## Dataset entries
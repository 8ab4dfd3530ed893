//! In-memory proxy manager
//!
//! Keeps written files in maps and records every call in order. Reloads and
//! upstream API calls can be scripted to fail.

use async_trait::async_trait;
use common::ServerParams;
use std::collections::{BTreeMap, VecDeque};
use std::sync::Mutex;

use super::manager::{ManagerError, ProxyManager};
use crate::reconcile::cache::safe_lock;

/// One call made against the manager
#[derive(Debug, Clone, PartialEq, Eq)]
pub enum ManagerCall {
    WriteMainConfig,
    WriteConfig(String),
    DeleteConfig(String),
    WriteSecret(String),
    DeleteSecret(String),
    Reload,
    UpdateUpstreamMembers(String, Vec<String>),
}

#[derive(Default)]
struct FakeState {
    main_config: Vec<u8>,
    configs: BTreeMap<String, Vec<u8>>,
    secrets: BTreeMap<String, (Vec<u8>, u32)>,
    calls: Vec<ManagerCall>,
    member_params: BTreeMap<String, ServerParams>,
    version: u64,
    reload_failures: VecDeque<String>,
    api_failures: VecDeque<String>,
}

#[derive(Default)]
pub struct FakeManager {
    state: Mutex<FakeState>,
}

impl FakeManager {
    pub fn new() -> Self {
        Self::default()
    }

    /// The next reload fails with `message`
    pub fn fail_next_reload(&self, message: &str) {
        safe_lock(&self.state)
            .reload_failures
            .push_back(message.to_string());
    }

    /// The next upstream API call fails with `message`
    pub fn fail_next_upstream_update(&self, message: &str) {
        safe_lock(&self.state)
            .api_failures
            .push_back(message.to_string());
    }

    pub fn calls(&self) -> Vec<ManagerCall> {
        safe_lock(&self.state).calls.clone()
    }

    pub fn clear_calls(&self) {
        let mut state = safe_lock(&self.state);
        state.calls.clear();
        state.member_params.clear();
    }

    /// Member parameters of the last upstream API update of `upstream`
    pub fn member_params(&self, upstream: &str) -> Option<ServerParams> {
        safe_lock(&self.state).member_params.get(upstream).cloned()
    }

    pub fn reload_count(&self) -> usize {
        safe_lock(&self.state)
            .calls
            .iter()
            .filter(|c| **c == ManagerCall::Reload)
            .count()
    }

    pub fn config_version(&self) -> u64 {
        safe_lock(&self.state).version
    }

    pub fn config(&self, name: &str) -> Option<Vec<u8>> {
        safe_lock(&self.state).configs.get(name).cloned()
    }

    pub fn config_names(&self) -> Vec<String> {
        safe_lock(&self.state).configs.keys().cloned().collect()
    }

    pub fn main_config(&self) -> Vec<u8> {
        safe_lock(&self.state).main_config.clone()
    }

    pub fn secret(&self, name: &str) -> Option<(Vec<u8>, u32)> {
        safe_lock(&self.state).secrets.get(name).cloned()
    }
}

#[async_trait]
impl ProxyManager for FakeManager {
    async fn write_main_config(&self, content: &[u8]) -> Result<(), ManagerError> {
        let mut state = safe_lock(&self.state);
        state.main_config = content.to_vec();
        state.calls.push(ManagerCall::WriteMainConfig);
        Ok(())
    }

    async fn write_config(&self, name: &str, content: &[u8]) -> Result<(), ManagerError> {
        let mut state = safe_lock(&self.state);
        state.configs.insert(name.to_string(), content.to_vec());
        state.calls.push(ManagerCall::WriteConfig(name.to_string()));
        Ok(())
    }

    async fn delete_config(&self, name: &str) -> Result<(), ManagerError> {
        let mut state = safe_lock(&self.state);
        state.configs.remove(name);
        state.calls.push(ManagerCall::DeleteConfig(name.to_string()));
        Ok(())
    }

    async fn write_secret(&self, name: &str, content: &[u8], mode: u32) -> Result<String, ManagerError> {
        let mut state = safe_lock(&self.state);
        state
            .secrets
            .insert(name.to_string(), (content.to_vec(), mode));
        state.calls.push(ManagerCall::WriteSecret(name.to_string()));
        Ok(self.secret_path(name))
    }

    async fn delete_secret(&self, name: &str) -> Result<(), ManagerError> {
        let mut state = safe_lock(&self.state);
        state.secrets.remove(name);
        state.calls.push(ManagerCall::DeleteSecret(name.to_string()));
        Ok(())
    }

    fn secret_path(&self, name: &str) -> String {
        format!("/etc/nginx/secrets/{}", name)
    }

    async fn reload(&self) -> Result<(), ManagerError> {
        let mut state = safe_lock(&self.state);
        state.version += 1;
        state.calls.push(ManagerCall::Reload);
        match state.reload_failures.pop_front() {
            Some(message) => Err(ManagerError::Reload(message)),
            None => Ok(()),
        }
    }

    async fn update_upstream_members(
        &self,
        upstream: &str,
        members: &[String],
        params: &ServerParams,
    ) -> Result<(), ManagerError> {
        let mut state = safe_lock(&self.state);
        state.calls.push(ManagerCall::UpdateUpstreamMembers(
            upstream.to_string(),
            members.to_vec(),
        ));
        state
            .member_params
            .insert(upstream.to_string(), params.clone());
        match state.api_failures.pop_front() {
            Some(message) => Err(ManagerError::Api(message)),
            None => Ok(()),
        }
    }
}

## Try it
Copy the whole listing down exactly.

## Solution to the problem
repository 8ab4dfd3530ed893
//! In-memory proxy manager
//!
//! Keeps written files in maps and records every call in order. Reloads and
//! upstream API calls can be scripted to fail.

use async_trait::async_trait;
use common::ServerParams;
use std::collections::{BTreeMap, VecDeque};
use std::sync::Mutex;

use super::manager::{ManagerError, ProxyManager};
use crate::reconcile::cache::safe_lock;

/// One call made against the manager
#[derive(Debug, Clone, PartialEq, Eq)]
pub enum ManagerCall {
    WriteMainConfig,
    WriteConfig(String),
    DeleteConfig(String),
    WriteSecret(String),
    DeleteSecret(String),
    Reload,
    UpdateUpstreamMembers(String, Vec<String>),
}

#[derive(Default)]
struct FakeState {
    main_config: Vec<u8>,
    configs: BTreeMap<String, Vec<u8>>,
    secrets: BTreeMap<String, (Vec<u8>, u32)>,
    calls: Vec<ManagerCall>,
    member_params: BTreeMap<String, ServerParams>,
    version: u64,
    reload_failures: VecDeque<String>,
    api_failures: VecDeque<String>,
}

#[derive(Default)]
pub struct FakeManager {
    state: Mutex<FakeState>,
}

impl FakeManager {
    pub fn new() -> Self {
        Self::default()
    }

    /// The next reload fails with `message`
    pub fn fail_next_reload(&self, message: &str) {
        safe_lock(&self.state)
            .reload_failures
            .push_back(message.to_string());
    }

    /// The next upstream API call fails with `message`
    pub fn fail_next_upstream_update(&self, message: &str) {
        safe_lock(&self.state)
            .api_failures
            .push_back(message.to_string());
    }

    pub fn calls(&self) -> Vec<ManagerCall> {
        safe_lock(&self.state).calls.clone()
    }

    pub fn clear_calls(&self) {
        let mut state = safe_lock(&self.state);
        state.calls.clear();
        state.member_params.clear();
    }

    /// Member parameters of the last upstream API update of `upstream`
    pub fn member_params(&self, upstream: &str) -> Option<ServerParams> {
        safe_lock(&self.state).member_params.get(upstream).cloned()
    }

    pub fn reload_count(&self) -> usize {
        safe_lock(&self.state)
            .calls
            .iter()
            .filter(|c| **c == ManagerCall::Reload)
            .count()
    }

    pub fn config_version(&self) -> u64 {
        safe_lock(&self.state).version
    }

    pub fn config(&self, name: &str) -> Option<Vec<u8>> {
        safe_lock(&self.state).configs.get(name).cloned()
    }

    pub fn config_names(&self) -> Vec<String> {
        safe_lock(&self.state).configs.keys().cloned().collect()
    }

    pub fn main_config(&self) -> Vec<u8> {
        safe_lock(&self.state).main_config.clone()
    }

    pub fn secret(&self, name: &str) -> Option<(Vec<u8>, u32)> {
        safe_lock(&self.state).secrets.get(name).cloned()
    }
}

#[async_trait]
impl ProxyManager for FakeManager {
    async fn write_main_config(&self, content: &[u8]) -> Result<(), ManagerError> {
        let mut state = safe_lock(&self.state);
        state.main_config = content.to_vec();
        state.calls.push(ManagerCall::WriteMainConfig);
        Ok(())
    }

    async fn write_config(&self, name: &str, content: &[u8]) -> Result<(), ManagerError> {
        let mut state = safe_lock(&self.state);
        state.configs.insert(name.to_string(), content.to_vec());
        state.calls.push(ManagerCall::WriteConfig(name.to_string()));
        Ok(())
    }

    async fn delete_config(&self, name: &str) -> Result<(), ManagerError> {
        let mut state = safe_lock(&self.state);
        state.configs.remove(name);
        state.calls.push(ManagerCall::DeleteConfig(name.to_string()));
        Ok(())
    }

    async fn write_secret(&self, name: &str, content: &[u8], mode: u32) -> Result<String, ManagerError> {
        let mut state = safe_lock(&self.state);
        state
            .secrets
            .insert(name.to_string(), (content.to_vec(), mode));
        state.calls.push(ManagerCall::WriteSecret(name.to_string()));
        Ok(self.secret_path(name))
    }

    async fn delete_secret(&self, name: &str) -> Result<(), ManagerError> {
        let mut state = safe_lock(&self.state);
        state.secrets.remove(name);
        state.calls.push(ManagerCall::DeleteSecret(name.to_string()));
        Ok(())
    }

    fn secret_path(&self, name: &str) -> String {
        format!("/etc/nginx/secrets/{}", name)
    }

    async fn reload(&self) -> Result<(), ManagerError> {
        let mut state = safe_lock(&self.state);
        state.version += 1;
        state.calls.push(ManagerCall::Reload);
        match state.reload_failures.pop_front() {
            Some(message) => Err(ManagerError::Reload(message)),
            None => Ok(()),
        }
    }

    async fn update_upstream_members(
        &self,
        upstream: &str,
        members: &[String],
        params: &ServerParams,
    ) -> Result<(), ManagerError> {
        let mut state = safe_lock(&self.state);
        state.calls.push(ManagerCall::UpdateUpstreamMembers(
            upstream.to_string(),
            members.to_vec(),
        ));
        state
            .member_params
            .insert(upstream.to_string(), params.clone());
        match state.api_failures.pop_front() {
            Some(message) => Err(ManagerError::Api(message)),
            None => Ok(()),
        }
    }
}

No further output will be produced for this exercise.